Las rejas instaladas en distintas calles de Lima han desatado una fuerte polémica entre vecinos que buscan mayor seguridad y ciudadanos que denuncian restricciones al libre tránsito. En distritos como Ate y La Victoria, muchos aseguran que estos cerramientos ayudan a reducir robos y controlar el ingreso de personas extrañas.
Sin embargo, otros vecinos denuncian abusos y dificultades para circular, especialmente cuando las rejas permanecen cerradas durante horas o solo algunos residentes tienen acceso a las llaves. Incluso se reportaron demoras para el ingreso de ambulancias y problemas para adultos mayores y peatones.
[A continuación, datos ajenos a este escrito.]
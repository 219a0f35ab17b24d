//! A guest instance running on the wasmi engine.

use std::collections::HashMap;

use opawasm_builtins::CompositeImports;
use opawasm_types::AbiVersion;
use wasmi::core::TrapCode;
use wasmi::{Func, Instance, Linker, Memory, MemoryType, Store};

use crate::abi::AbiRevision;
use crate::error::{RuntimeError, RuntimeResult};
use crate::guest::Guest;
use crate::host::{self, HostState};
use crate::module::PolicyModule;
use crate::options::EvaluatorOptions;

pub(crate) struct WasmGuest {
    store: Store<HostState>,
    instance: Instance,
    memory: Memory,
    funcs: HashMap<&'static str, Func>,
    version: AbiVersion,
    fuel_limit: Option<u64>,
}

impl WasmGuest {
    /// Create memory, link the host imports and instantiate `module`.
    pub fn instantiate(
        module: &PolicyModule,
        options: &EvaluatorOptions,
        imports: CompositeImports,
    ) -> RuntimeResult<Self> {
        let engine = module.engine();
        let mut store = Store::new(engine, HostState::new(imports));

        let min_pages = options.min_memory_pages.max(module.signature().memory_min_pages);
        let ty = MemoryType::new(min_pages, options.max_memory_pages)
            .map_err(|e| RuntimeError::Module(format!("invalid memory limits: {e}")))?;
        let memory = Memory::new(&mut store, ty)
            .map_err(|e| RuntimeError::Module(format!("failed to create memory: {e}")))?;
        store.data_mut().memory = Some(memory);

        let mut linker = <Linker<HostState>>::new(engine);
        host::define_imports(&mut linker, memory)?;

        store
            .set_fuel(options.fuel_limit.unwrap_or(u64::MAX))
            .map_err(|e| RuntimeError::Module(e.to_string()))?;
        let instance = linker
            .instantiate(&mut store, module.inner())
            .map_err(|e| RuntimeError::Module(format!("instantiation failed: {e}")))?
            .start(&mut store)
            .map_err(|e| RuntimeError::Module(format!("start function failed: {e}")))?;

        Ok(Self {
            store,
            instance,
            memory,
            funcs: HashMap::new(),
            version: AbiVersion::V1_0,
            fuel_limit: options.fuel_limit,
        })
    }

    /// The ABI version the module declares through its exported globals.
    pub fn declared_version(&self) -> RuntimeResult<AbiVersion> {
        let major = self.global("opa_wasm_abi_version")?;
        let minor = self.global("opa_wasm_abi_minor_version")?;
        Ok(AbiVersion::new(major, minor))
    }

    fn global(&self, name: &str) -> RuntimeResult<u32> {
        self.instance
            .get_global(&self.store, name)
            .and_then(|global| global.get(&self.store).i32())
            .and_then(|value| u32::try_from(value).ok())
            .ok_or_else(|| RuntimeError::AbiNegotiation(format!("Failed to get value from {name} global")))
    }

    /// Look up every export `revision` needs.
    pub fn resolve_exports(&mut self, revision: AbiRevision) -> RuntimeResult<()> {
        self.version = revision.version();
        for name in revision.required_exports() {
            let func = self
                .instance
                .get_func(&self.store, name)
                .ok_or_else(|| RuntimeError::ExportResolution {
                    version: self.version,
                    name: name.to_string(),
                })?;
            self.funcs.insert(name, func);
        }
        Ok(())
    }

    pub fn set_builtins(&mut self, builtins: HashMap<i32, String>) {
        self.store.data_mut().builtins = builtins;
    }

    /// Start a public operation: forget stale callback errors and refill
    /// the fuel budget.
    pub fn begin(&mut self) -> RuntimeResult<()> {
        self.store.data_mut().pending = None;
        self.store
            .set_fuel(self.fuel_limit.unwrap_or(u64::MAX))
            .map_err(|e| RuntimeError::Evaluation(e.to_string()))
    }

    /// End of an evaluation epoch for the built-ins.
    pub fn reset_imports(&mut self) {
        if let Some(imports) = self.store.data_mut().imports.as_mut() {
            imports.reset();
        }
    }

    fn classify(&mut self, name: &str, err: wasmi::Error) -> RuntimeError {
        if let Some(pending) = self.store.data_mut().pending.take() {
            return pending;
        }
        if err.as_trap_code() == Some(TrapCode::OutOfFuel) {
            return RuntimeError::Evaluation(format!("{name}: fuel exhausted"));
        }
        RuntimeError::Evaluation(format!("{name}: {err}"))
    }
}

impl Guest for WasmGuest {
    fn call(&mut self, name: &'static str, args: &[i32]) -> RuntimeResult<i32> {
        let func = *self.funcs.get(name).ok_or_else(|| RuntimeError::ExportResolution {
            version: self.version,
            name: name.to_string(),
        })?;
        host::invoke(func, &mut self.store, args).map_err(|err| self.classify(name, err))
    }

    fn memory(&self) -> &[u8] {
        self.memory.data(&self.store)
    }

    fn memory_mut(&mut self) -> &mut [u8] {
        self.memory.data_mut(&mut self.store)
    }

    fn grow(&mut self, pages: u64) -> RuntimeResult<()> {
        host::grow(self.memory, &mut self.store, pages)
    }
}
//! Host imports handed to the guest.
//!
//! ## Imports
//! - `env.memory` (created by the host)
//! - `env.opa_abort(msg_ptr)`: fatal, ends the evaluation
//! - `env.opa_println(msg_ptr)`
//! - `env.opa_builtin0..4(id, ctx, args…) → value_ptr`
//!
//! Callbacks cannot return a [`RuntimeError`] through the engine, so the
//! classified error is parked in [`HostState::pending`] and the callback
//! traps; the caller of the guest export picks it back up.

use std::collections::HashMap;

use opawasm_builtins::{ArgSource, BuiltinArgs, BuiltinError, BuiltinResult, CompositeImports};
use opawasm_types::ValueFormat;
use serde_json::Value;
use wasmi::{AsContextMut, Caller, Extern, Func, Linker, Memory, Val};

use crate::error::{RuntimeError, RuntimeResult};
use crate::guest::Guest;
use crate::memory;

/// Per-instance state held by the store.
pub(crate) struct HostState {
    /// Taken out for the duration of a built-in call.
    pub imports: Option<CompositeImports>,
    pub builtins: HashMap<i32, String>,
    pub memory: Option<Memory>,
    pub pending: Option<RuntimeError>,
}

impl HostState {
    pub fn new(imports: CompositeImports) -> Self {
        Self {
            imports: Some(imports),
            builtins: HashMap::new(),
            memory: None,
            pending: None,
        }
    }
}

/// Call `func` with `i32` arguments; a function without results yields 0.
pub(crate) fn invoke(func: Func, mut ctx: impl AsContextMut, args: &[i32]) -> Result<i32, wasmi::Error> {
    let params: Vec<Val> = args.iter().map(|&arg| Val::I32(arg)).collect();
    let mut results = vec![Val::I32(0); func.ty(&ctx).results().len()];
    func.call(&mut ctx, &params, &mut results)?;
    Ok(results.first().and_then(Val::i32).unwrap_or(0))
}

pub(crate) fn grow(memory: Memory, ctx: impl AsContextMut, pages: u64) -> RuntimeResult<()> {
    let additional = pages
        .try_into()
        .map_err(|_| RuntimeError::OutOfMemory(format!("cannot grow by {pages} pages")))?;
    memory
        .grow(ctx, additional)
        .map(drop)
        .map_err(|e| RuntimeError::OutOfMemory(format!("failed to grow memory by {pages} pages: {e}")))
}

pub(crate) fn define_imports(linker: &mut Linker<HostState>, memory: Memory) -> RuntimeResult<()> {
    linker.define("env", "memory", memory).map_err(link_error)?;
    linker
        .func_wrap(
            "env",
            "opa_abort",
            |mut caller: Caller<'_, HostState>, ptr: i32| -> Result<(), wasmi::Error> {
                let message = match CallerGuest::new(&mut caller) {
                    Ok(guest) => memory::read_cstr(&guest, ptr).unwrap_or_else(|e| e.to_string()),
                    Err(e) => e.to_string(),
                };
                Err(park(&mut caller, RuntimeError::Aborted(message)))
            },
        )
        .map_err(link_error)?;
    linker
        .func_wrap(
            "env",
            "opa_println",
            |mut caller: Caller<'_, HostState>, ptr: i32| -> Result<(), wasmi::Error> {
                let message = CallerGuest::new(&mut caller).and_then(|guest| memory::read_cstr(&guest, ptr));
                match message {
                    Ok(message) => {
                        if let Some(imports) = caller.data_mut().imports.as_mut() {
                            imports.print(&message);
                        }
                        Ok(())
                    }
                    Err(e) => Err(park(&mut caller, e)),
                }
            },
        )
        .map_err(link_error)?;
    linker
        .func_wrap(
            "env",
            "opa_builtin0",
            |mut caller: Caller<'_, HostState>, id: i32, ctx: i32| -> Result<i32, wasmi::Error> {
                dispatch(&mut caller, id, ctx, &[])
            },
        )
        .map_err(link_error)?;
    linker
        .func_wrap(
            "env",
            "opa_builtin1",
            |mut caller: Caller<'_, HostState>, id: i32, ctx: i32, a: i32| -> Result<i32, wasmi::Error> {
                dispatch(&mut caller, id, ctx, &[a])
            },
        )
        .map_err(link_error)?;
    linker
        .func_wrap(
            "env",
            "opa_builtin2",
            |mut caller: Caller<'_, HostState>, id: i32, ctx: i32, a: i32, b: i32| -> Result<i32, wasmi::Error> {
                dispatch(&mut caller, id, ctx, &[a, b])
            },
        )
        .map_err(link_error)?;
    linker
        .func_wrap(
            "env",
            "opa_builtin3",
            |mut caller: Caller<'_, HostState>,
             id: i32,
             ctx: i32,
             a: i32,
             b: i32,
             c: i32|
             -> Result<i32, wasmi::Error> { dispatch(&mut caller, id, ctx, &[a, b, c]) },
        )
        .map_err(link_error)?;
    linker
        .func_wrap(
            "env",
            "opa_builtin4",
            |mut caller: Caller<'_, HostState>,
             id: i32,
             ctx: i32,
             a: i32,
             b: i32,
             c: i32,
             d: i32|
             -> Result<i32, wasmi::Error> { dispatch(&mut caller, id, ctx, &[a, b, c, d]) },
        )
        .map_err(link_error)?;
    Ok(())
}

fn link_error(err: impl std::fmt::Display) -> RuntimeError {
    RuntimeError::Module(format!("failed to link host imports: {err}"))
}

/// Record `err` for the export caller and turn it into an engine trap.
/// The first error of a call wins.
fn park(caller: &mut Caller<'_, HostState>, err: RuntimeError) -> wasmi::Error {
    let trap = wasmi::Error::new(err.to_string());
    let state = caller.data_mut();
    if state.pending.is_none() {
        state.pending = Some(err);
    }
    trap
}

fn dispatch(caller: &mut Caller<'_, HostState>, id: i32, ctx: i32, ptrs: &[i32]) -> Result<i32, wasmi::Error> {
    call_builtin(caller, id, ctx, ptrs).map_err(|err| park(caller, err))
}

fn call_builtin(caller: &mut Caller<'_, HostState>, id: i32, ctx: i32, ptrs: &[i32]) -> RuntimeResult<i32> {
    let name = caller
        .data()
        .builtins
        .get(&id)
        .cloned()
        .ok_or_else(|| RuntimeError::Evaluation(format!("Failed to resolve builtin with ID {id}")))?;
    let mut imports = caller
        .data_mut()
        .imports
        .take()
        .ok_or_else(|| RuntimeError::Evaluation(format!("builtin '{name}' called re-entrantly")))?;

    let outcome = CallerGuest::new(caller).and_then(|mut guest| {
        let result = {
            let mut source = GuestArgs(&mut guest);
            let mut args = BuiltinArgs::new(&mut source, ptrs);
            imports.call(&name, ctx, &mut args)
        };
        write_value(&mut guest, result?)
    });

    caller.data_mut().imports = Some(imports);
    outcome
}

/// Hand a built-in result back to the guest. Undefined is the null pointer.
fn write_value<G: Guest + ?Sized>(guest: &mut G, value: Option<Value>) -> RuntimeResult<i32> {
    let Some(value) = value else {
        return Ok(0);
    };
    let json = serde_json::to_string(&value)?;
    let native = opawasm_codec::to_native(&json)?;
    memory::parse_value(guest, native.as_bytes())
}

/// Reads built-in arguments through the guest's dump exports.
pub(crate) struct GuestArgs<'g, G: ?Sized>(pub &'g mut G);

impl<G: Guest + ?Sized> ArgSource for GuestArgs<'_, G> {
    fn read_arg(&mut self, ptr: i32, format: ValueFormat) -> BuiltinResult<String> {
        let text = match format {
            ValueFormat::Json => memory::dump_json(&mut *self.0, ptr),
            ValueFormat::Value => memory::dump_value(&mut *self.0, ptr)
                .and_then(|native| Ok(opawasm_codec::to_json(&native)?)),
        };
        text.map_err(|e| BuiltinError::failed(e.to_string()))
    }
}

/// A [`Guest`] view from inside a host callback.
pub(crate) struct CallerGuest<'a, 'c> {
    caller: &'a mut Caller<'c, HostState>,
    memory: Memory,
}

impl<'a, 'c> CallerGuest<'a, 'c> {
    pub fn new(caller: &'a mut Caller<'c, HostState>) -> RuntimeResult<Self> {
        let memory = caller
            .data()
            .memory
            .ok_or_else(|| RuntimeError::Evaluation("guest memory is not linked".into()))?;
        Ok(Self { caller, memory })
    }
}

impl Guest for CallerGuest<'_, '_> {
    fn call(&mut self, name: &'static str, args: &[i32]) -> RuntimeResult<i32> {
        let func = self
            .caller
            .get_export(name)
            .and_then(Extern::into_func)
            .ok_or_else(|| RuntimeError::Evaluation(format!("guest export {name} is not available")))?;
        invoke(func, &mut *self.caller, args).map_err(|e| RuntimeError::Evaluation(e.to_string()))
    }

    fn memory(&self) -> &[u8] {
        self.memory.data(&*self.caller)
    }

    fn memory_mut(&mut self) -> &mut [u8] {
        self.memory.data_mut(&mut *self.caller)
    }

    fn grow(&mut self, pages: u64) -> RuntimeResult<()> {
        grow(self.memory, &mut *self.caller, pages)
    }
}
Durante un recorrido, varios ciudadanos señalaron que las rejas generan sensación de seguridad frente a la delincuencia y las barras bravas, aunque también criticaron que algunos vecinos se apropien de las vías públicas y utilicen las calles cerradas como estacionamientos privados.
Especialistas recordaron que la instalación de rejas debe cumplir requisitos municipales, como contar con vigilancia permanente, acceso para todos los vecinos y facilidades para vehículos de emergencia. Mientras tanto, el debate continúa entre quienes priorizan la seguridad y quienes defienden el derecho al libre tránsito.